The Church of England's numerical decline is mostly related to its own failings and weaknesses, says Archdeacon Bob Jackson in his new book. But far from being bad news, it means that plenty can be done to shape a thriving church for the 21st century.

'The road to growth is unglamorous. The gradient is undulating, and the view ahead winds only slightly uphill'
THE Ven. Bob Jackson, Archdeacon of Walsall and growth officer for the diocese of Lichfield,  spent six years as an economic advisor to the Government and 25 as a parish priest, a balance he considers "about right" for someone offering a guide to how local churches can thrive and grow in the 21st century.

They are sound credentials for writing The Road to Growth, published on Wednesday, a book he describes as "practical and realistic, containing hard-won lessons mined from the coalface of parishes up and down the land". Looking back on his challenging first book, Hope for the Church , published in 2002, he is gratified that he is now beginning to get reports of what people are doing as a result of it. It leads him to reflect: "I think I've been a bit afraid of being a prophet before my time, but actually I think I'm a prophet whose time has come."

Two years as a member of Springboard - the Archbishop of  Canterbury's initiative to mobilise the Church for evangelism - researching church growth and disseminating the findings, convinced him that he could use his skills and experience as a trained economist to help the Church of England start making decisions based on evidence. It came as "a whole new sense of call".

He does not dismiss "ideas books" on how to address the problem of decline, but suggests: "Ideas get you just so far. We've had so many bright ideas, and some of us have rushed round trying to implement them. But you work out whether a bright idea is a good idea by looking at the facts and figures."
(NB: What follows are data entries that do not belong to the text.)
use crate::assets::Handle;
use crate::core::gfx::{Canvas, Rect, SCREEN_HEIGHT, SCREEN_WIDTH, WHITE, with_alpha};
use crate::core::input::InputCommand;
use crate::screens::{
    FONT_MENU, FONT_MENU_SIZE, ScreenSettings, TEX_LOGO, draw_label, load_or_warn,
};
use crate::stage::{
    Screen, SharedData, StageAction, StageContext, StageRequest, StageTransition, StageType,
};

/* ---------------------------- constants ---------------------------- */

const LOGO_W: f32 = 320.0;
const LOGO_H: f32 = 120.0;

pub struct State {
    hold: f32,
    elapsed: f32,
    requested: bool,
    logo: Option<Handle>,
    font: Option<Handle>,
}

pub fn init(settings: &ScreenSettings) -> State {
    State {
        hold: settings.startup_hold_seconds,
        elapsed: 0.0,
        requested: false,
        logo: None,
        font: None,
    }
}

impl Screen for State {
    fn on_activate(&mut self, ctx: &mut StageContext<'_>, _shared: &SharedData) {
        self.elapsed = 0.0;
        self.requested = false;
        self.logo = load_or_warn(ctx.assets.load_texture(TEX_LOGO), StageType::Startup);
        self.font = load_or_warn(
            ctx.assets.load_font(FONT_MENU, FONT_MENU_SIZE),
            StageType::Startup,
        );
    }

    fn on_update(&mut self, ctx: &mut StageContext<'_>, dt: f32) -> StageAction {
        self.elapsed += dt.max(0.0);
        // Start skips the rest of the hold.
        let skip = ctx.input.drain().contains(&InputCommand::Activate);
        if self.requested || !(skip || self.elapsed >= self.hold) {
            return StageAction::None;
        }
        if !ctx.claim_transition() {
            return StageAction::None;
        }
        self.requested = true;
        StageAction::Change(
            StageRequest::new(StageType::Title).with_transition(StageTransition::instant()),
        )
    }

    fn on_draw(&self, canvas: &mut dyn Canvas, _dt: f32) {
        let rect = Rect::new(
            (SCREEN_WIDTH - LOGO_W) * 0.5,
            (SCREEN_HEIGHT - LOGO_H) * 0.5 - 40.0,
            LOGO_W,
            LOGO_H,
        );
        let alpha = if self.hold > 0.0 {
            (self.elapsed / self.hold).clamp(0.0, 1.0)
        } else {
            1.0
        };
        match &self.logo {
            Some(logo) => canvas.sprite(logo.key(), rect, with_alpha(WHITE, alpha)),
            None => canvas.quad(rect, with_alpha(WHITE, alpha)),
        }
        draw_label(
            canvas,
            self.font.as_ref(),
            "Loading...",
            [SCREEN_WIDTH * 0.5 - 40.0, SCREEN_HEIGHT - 60.0],
            WHITE,
        );
    }

    fn on_deactivate(&mut self) {
        self.logo = None;
        self.font = None;
    }
}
He fully acknowledges that the surrounding culture is more challenging for church growth than it used to be, and that the market for people's time and spiritual yearnings is more competitive. Nevertheless the facts and figures convince Archdeacon Jackson that the future of the UK Church lies in its own hands.
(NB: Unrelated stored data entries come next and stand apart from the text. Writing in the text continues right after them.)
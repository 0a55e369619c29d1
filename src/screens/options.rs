use crate::assets::Handle;
use crate::core::gfx::{Canvas, WHITE};
use crate::core::input::InputCommand;
use crate::game::options::PlayerOptions;
use crate::screens::{
    FONT_HEADER, FONT_HEADER_SIZE, FONT_MENU, FONT_MENU_SIZE, SND_CHANGE, draw_label,
    load_or_warn,
};
use crate::stage::{
    Screen, SharedData, StageAction, StageContext, StageRequest, StageTransition, StageType,
};

const ROW_TOP: f32 = 140.0;
const ROW_SPACING: f32 = 36.0;
const SELECTED: [f32; 4] = [1.0, 0.85, 0.2, 1.0];

#[derive(Debug, Clone, Copy, PartialEq, Eq)]
pub enum Row {
    Autoplay,
    GlobalOffset,
    Back,
}

impl Row {
    pub const ALL: [Self; 3] = [Self::Autoplay, Self::GlobalOffset, Self::Back];
}

pub struct State {
    row: usize,
    // Snapshot of the live options for drawing.
    shown: PlayerOptions,
    header: Option<Handle>,
    font: Option<Handle>,
    change_sound: Option<Handle>,
}

pub fn init() -> State {
    State {
        row: 0,
        shown: PlayerOptions::default(),
        header: None,
        font: None,
        change_sound: None,
    }
}

fn row_text(row: Row, opts: &PlayerOptions) -> String {
    match row {
        Row::Autoplay => format!("Autoplay: {}", if opts.autoplay { "On" } else { "Off" }),
        Row::GlobalOffset => format!(
            "Global offset: {:+.0} ms",
            opts.global_offset_seconds * 1000.0
        ),
        Row::Back => "Back".to_string(),
    }
}

impl State {
    pub fn row(&self) -> Row {
        Row::ALL[self.row]
    }

    fn back() -> StageAction {
        StageAction::Change(
            StageRequest::new(StageType::Title).with_transition(StageTransition::instant()),
        )
    }

    fn adjust(&mut self, ctx: &mut StageContext<'_>, dir: i32) {
        match self.row() {
            Row::Autoplay => ctx.options.autoplay = !ctx.options.autoplay,
            Row::GlobalOffset => ctx.options.nudge_offset(dir),
            Row::Back => return,
        }
        if let Some(sound) = &self.change_sound {
            ctx.audio.play(sound);
        }
    }
}

impl Screen for State {
    fn on_activate(&mut self, ctx: &mut StageContext<'_>, _shared: &SharedData) {
        self.row = 0;
        self.shown = *ctx.options;
        self.header = load_or_warn(
            ctx.assets.load_font(FONT_HEADER, FONT_HEADER_SIZE),
            StageType::Config,
        );
        self.font = load_or_warn(
            ctx.assets.load_font(FONT_MENU, FONT_MENU_SIZE),
            StageType::Config,
        );
        self.change_sound = load_or_warn(ctx.assets.load_sound(SND_CHANGE), StageType::Config);
    }

    fn on_update(&mut self, ctx: &mut StageContext<'_>, _dt: f32) -> StageAction {
        let n = Row::ALL.len();
        let mut action = StageAction::None;
        for cmd in ctx.input.drain() {
            match cmd {
                InputCommand::Up => self.row = (self.row + n - 1) % n,
                InputCommand::Down => self.row = (self.row + 1) % n,
                InputCommand::Left => self.adjust(ctx, -1),
                InputCommand::Right => self.adjust(ctx, 1),
                InputCommand::Activate if self.row() != Row::Back => self.adjust(ctx, 1),
                InputCommand::Activate | InputCommand::Back => {
                    if ctx.claim_transition() {
                        action = Self::back();
                        break;
                    }
                }
            }
        }
        self.shown = *ctx.options;
        action
    }

    fn on_draw(&self, canvas: &mut dyn Canvas, _dt: f32) {
        draw_label(canvas, self.header.as_ref(), "Options", [60.0, 60.0], WHITE);
        for (i, row) in Row::ALL.iter().enumerate() {
            let color = if i == self.row { SELECTED } else { WHITE };
            draw_label(
                canvas,
                self.font.as_ref(),
                &row_text(*row, &self.shown),
                [80.0, ROW_TOP + i as f32 * ROW_SPACING],
                color,
            );
        }
    }

    fn on_deactivate(&mut self) {
        self.header = None;
        self.font = None;
        self.change_sound = None;
    }
}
"All the evidence I collect tells me that much or even most of our numerical decline is actually tied up with our own failings and weaknesses. Perversely, that - if true - is an incredibly optimistic conclusion, because it means we can change that. We can do something about it."

In a defining chapter, he punctures the notion that decline is inevitable because of post-modernism or because the younger generation is not religious or not Christian. In a critical analysis of what works at parish level and what doesn't, he cites diocesan policies such as long vacancies as inhibitors of growth.

Dysfunctional team ministries, short incumbencies, and the discouragement of young ordinands are all self-inflicted wounds, he argues, returning to the figures for evidence before offering an alternative, practical, and often visionary approach.

As for interregna, the figures show clearly that churches with an incumbent are, on average, growing, and that long vacancies bring huge losses. "You can save the stipend for a few months, but if you've got rid of 20 per cent of your givers in order to do it, then in the long term it means that you're shutting down," he says bluntly.

Another significant research finding is the extent to which the method of calculating parish share is affecting growth. He cites a vicar who launched a family service at a different time on Sunday, for families from the nearby estate: it proved very successful, but the treasurer asked him to give it up because it doubled the parish share, and the church simply couldn't afford it.

"I want a world where the road to financial solvency is to grow the Church," Archdeacon Jackson says simply. "London has a system of bids and offers. I want to see if we can actually move away from the idea that it's a system of taxation to an understanding that this is about Christian giving and receiving. That may be a little idealistic, but those who are moving in that direction are probably doing better financially than those who are trying to have a really tight system of tax and subsidy."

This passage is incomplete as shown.